In fact, Gideon needs to know that Americans do not have endless generosity for college education, even if the vast majority of Americans (at least around Washington) are fantastically educated, 80% graduating college and what not. Yes, we are the wealthy if education is considered currency. But education does not sustain life.
And if anything, Gideon is luckier than most. We stand an excellent chance of sealing the Mexican border, requiring computerized checks of authorization to work, state driver's licenses that function as national ID cards denoting residency status, denying employment and social benefits to unauthorized persons, and maybe eliminating birth on United States territory (or ships and planes) as an automatic guarantee of citizenship. The 14th amendment was intended to give newly-freed American slaves the right to citizenship after the American Civil War (1861-1865).
Higher education, I am sorry to say, is just short of a profit-making system in America. No, private and public universities are not for profit, although there are for-profit postsecondary educational facilities in America.
But any institution must have a source of funding, and in the United States, the primary burden of funding colleges and universities falls on the student (or students' parents if they wish to pay or borrow PLUS, parent loans for undergraduate students, can you believe that?)
An American college will generally recruit as many students as it needs to pay their faculty and staff. Citizens, permanent residents, and a few others qualify for Federal student aid, some grants and part time work, but increasingly loans. If a college has more applicants than it needs, it often takes the best it can find.

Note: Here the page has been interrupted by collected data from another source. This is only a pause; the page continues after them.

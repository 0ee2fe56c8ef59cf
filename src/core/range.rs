// =============================================================================
// RANGE — Valeurs et intervalles demi-ouverts
// =============================================================================
//
// Toutes les valeurs manipulées sont des entiers signés 64 bits : les
// identifiants réels dépassent largement 2^32.
//
// Un ValueRange [start, end) contient start et s'arrête JUSTE AVANT end.
// Un intervalle avec start >= end est vide.
//
// =============================================================================

use std::fmt;

/// Une valeur qui traverse la chaîne
pub type Value = i64;

/// Intervalle demi-ouvert `[start, end)`.
#[derive(Debug, Clone, Copy, PartialEq, Eq, Hash, PartialOrd, Ord)]
pub struct ValueRange {
    pub start: Value,
    pub end: Value,
}

impl ValueRange {
    /// Intervalle `[start, end)`
    pub fn new(start: Value, end: Value) -> Self {
        ValueRange { start, end }
    }

    /// Intervalle de `length` valeurs à partir de `start`.
    ///
    /// Retourne `None` si la borne haute ne tient pas dans un `i64`.
    pub fn from_start_len(start: Value, length: Value) -> Option<Self> {
        start.checked_add(length).map(|end| ValueRange { start, end })
    }

    pub fn is_empty(&self) -> bool {
        self.start >= self.end
    }

    /// Nombre de valeurs contenues (0 si vide)
    pub fn len(&self) -> u64 {
        if self.is_empty() {
            0
        } else {
            self.end.abs_diff(self.start)
        }
    }

    pub fn contains(&self, value: Value) -> bool {
        self.start <= value && value < self.end
    }

    /// Intersection, ou `None` si elle est vide
    pub fn intersect(&self, other: &ValueRange) -> Option<ValueRange> {
        let r = ValueRange {
            start: self.start.max(other.start),
            end: self.end.min(other.end),
        };
        if r.is_empty() { None } else { Some(r) }
    }

    /// Les deux intervalles partagent-ils au moins une valeur ?
    pub fn overlaps(&self, other: &ValueRange) -> bool {
        self.intersect(other).is_some()
    }

    /// Itère sur toutes les valeurs de l'intervalle
    pub fn values(&self) -> impl Iterator<Item = Value> {
        self.start..self.end
    }
}

impl fmt::Display for ValueRange {
    fn fmt(&self, f: &mut fmt::Formatter<'_>) -> fmt::Result {
        write!(f, "[{}, {})", self.start, self.end)
    }
}

#[cfg(test)]
mod tests {
    use super::*;

    #[test]
    fn test_half_open_bounds() {
        let r = ValueRange::new(98, 100);
        assert!(r.contains(98));
        assert!(r.contains(99));
        assert!(!r.contains(100));
        assert!(!r.contains(97));
        assert_eq!(r.len(), 2);
    }

    #[test]
    fn test_empty() {
        assert!(ValueRange::new(5, 5).is_empty());
        assert!(ValueRange::new(6, 5).is_empty());
        assert_eq!(ValueRange::new(6, 5).len(), 0);
        assert_eq!(ValueRange::new(5, 5).values().count(), 0);
    }

    #[test]
    fn test_intersect() {
        let a = ValueRange::new(0, 10);
        let b = ValueRange::new(5, 15);
        assert_eq!(a.intersect(&b), Some(ValueRange::new(5, 10)));
        assert!(a.intersect(&ValueRange::new(10, 20)).is_none());
        assert!(!a.overlaps(&ValueRange::new(10, 20)));
    }

    #[test]
    fn test_from_start_len_overflow() {
        assert_eq!(ValueRange::from_start_len(79, 14), Some(ValueRange::new(79, 93)));
        assert!(ValueRange::from_start_len(i64::MAX, 1).is_none());
    }
}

That is what my faculty advisor told me in grad school (Marshall) based on a conversation I had with him near graduation.
CM: Shepherd College has a selective admissions policy, it says
FA: Where do its students come from?
CM: Some from the West Virginia interior (Spencer, Parkersburg, Wheeling, or Glenville for example) but very very many from suburban Maryland (Montgomery County, a very wealthy county, friends from Rockville area) or northern Virginia (last roommate from Vienna, for example, Arlington and Loudon Counties being very wealthy too).
FA: Are these wealthy areas?
CM: Yes.
FA: Wealthier than the interior of WV or the four WV counties and one OH county around Marshall University (where most MU students come from)?
CM: Yes
FA: The college admissions policy indirectly reflects the socioeconomic status of the area where its students come from. Montgomery County, killer schools, maybe one of the best in America, perhaps having something to do with the wealth of its residents and property taxes they pay, based on home prices.
Interior of West Virginia, forget it. Though the Eastern Panhandle and a few other places fare better (the Panhandle because it is two hours from Washington by commuter train).
A college will always get the best students it can.
Shepherd College (University) does not enforce a firm minimum standard for applicants based on SAT or ACT scores. Neither does Marshall.
But Shepherd can afford to throw away applicants who have lower ACT and SAT scores because Maryland and Virginia parents reason that Shepherd is as good or better than Maryland or Virginia colleges for an equal or lesser price. (My dad told me I was going to Shepherd College two years before we moved to WV, so I studied my *** off). Marshall does not have that choice. It is not what the admissions office decides, it is who is available, and who can be accepted and who can be thrown away.
That puts Gideon and other international students at a firm disadvantage especially as the Federal government will not spend one penny for a student on a student visa to attend a U.S. college.
Why do some employers pay people so badly?
Because they can.
The legal five or six something an hour does not begin to cover things like rent (because landlords/landladies charge so much because they can, too)
Employers can always count on teenagers living with Mom and/or Dad.
On a related note, if you are educated, forget trying to work little jobs. They know you're out the door when you have a chance. Or perhaps some employers don't know how to understand a person who deserves a good income not getting one, being so used to hiring people who they don't think deserve a good income.
There is something seriously wrong with an economy where you need a degree to get a job where you get paid enough to live on.
Having read the Oxfam post in #67, I come away with the following responses
1. Why do our leaders scream "market economy" when we subsidize our farmers and cause such an unfair advantage?
2. At a time when we have severe national debt
3. Hunger is about power. I can understand. No wonder the rest of the world seems to have a problem with America.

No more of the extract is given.